In what often appears a rather odd assertion, new-Classical economists argue that demand management only works when it is unanticipated by firms and households. The New-classical approach is highly critical of relying on past events to predict the future. If policy-makers rely exclusively on gathering and using past statistics, they are unlikely to make very accurate predictions. They argue that the only way to influence economic performance in the long run is by improving the conditions of supply rather than trying to create economic growth by increasing demand.

Public spending can generate  a debt burden

Borrowing to fund spending will add to the national debt and can create an excessive debt burden for future generations.

Trade-offs

There is a potential trade off between unemployment and inflation, first analysed by A.W. Phillips in the 1950s. If the aim of public spending is to create jobs, there is the strong possibility that prices will be driven-up, and any growth in jobs will only be temporary as the economy quickly readjusts to the previous level of unemployment.

Crowding out

Crowding-out theory is closely associated with the economists Bacon and Eltis, who looked at the apparent de-industrialisation of the UK economy during the 1960s and 1970s.

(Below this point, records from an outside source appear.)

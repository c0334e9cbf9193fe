//! Audit stamps
//!
//! Wire form: `{"time": <epoch-millis>, "actor": "urn:li:corpuser:..."}`.
//! Generated stamps always carry the fixed system actor; the time comes from
//! the clock resolved once per orchestration call.

use serde::{Deserialize, Serialize};

/// Actor recorded on stamps produced by this pipeline
pub const SYSTEM_ACTOR: &str = "urn:li:corpuser:__metastage";

/// A point-in-time attribution record
#[derive(Debug, Clone, PartialEq, Eq, Serialize, Deserialize)]
pub struct AuditStamp {
    pub time: i64,
    pub actor: String,
}

impl AuditStamp {
    /// Stamp attributed to the fixed system actor
    pub fn system(time: i64) -> Self {
        Self {
            time,
            actor: SYSTEM_ACTOR.to_string(),
        }
    }
}

#[cfg(test)]
mod tests {
    use super::*;

    #[test]
    fn system_stamp_wire_form() {
        let stamp = AuditStamp::system(1_700_000_000_000);
        let json = serde_json::to_value(&stamp).unwrap();
        assert_eq!(
            json,
            serde_json::json!({
                "time": 1_700_000_000_000_i64,
                "actor": "urn:li:corpuser:__metastage"
            })
        );
    }
}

Crowding out can be defined at the process of ‘squeezing’ out the privately owned manufacturing sector by the expansion of the public sector. It is argued that crowding out occurs because of the inherent scarcity of financial and real resources. The more the (inefficient) public sector uses scarce resources, the less resources are available for the more efficient and productive private sector.

Bacon and Eltis identified two types of crowding out.

  • Financial crowding out – if the public sector expands and needs to borrow from the financial sector interest rates may be driven up. This leads to a reduction in private sector investment.
  • Resource , or physical, crowding out – in a similar way, as the public sector expands there is an increase in the demand for other resources which drives up their price, including wages and rents – hence the private sector suffers.
SOURCEBACON, R, AND ELTIS, W, 1976: BRITAIN’S ECONOMIC PROBLEM – TOO FEW PRODUCERS, MCMILLAN

Political constraints

A major constraint to government spending across the EU is membership of the Stability and Growth Pact which limits government borrowing to no more than 3% of  national income in any one year, and accumulated public debt should not exceed 60% of the value of national income. The purpose of the Stability Pact was to prevent euro area countries weakening the value of the Euro by printing money, which occurs when governments borrow from the money markets. In the late 1990s, the UK Chancellor imposed a different constraint – that borrowing is acceptable if it funds capital, rather than current public sector spending – the so-called golden rules. However, as early as 2006 a large number of EU countries had exceeded the debt limits laid down in the Stability Pact.

Greek debts

In 2011, Greece needed a massive bail-out from other members of the euro area to cope with debts which the IMF estimated represented some 165% of GDP. By 2014 this had risen to nearly 180%, as the table below indicates. Italy and Portugal were close behind, with debt ratios of 156.6% and 149.9% respectively.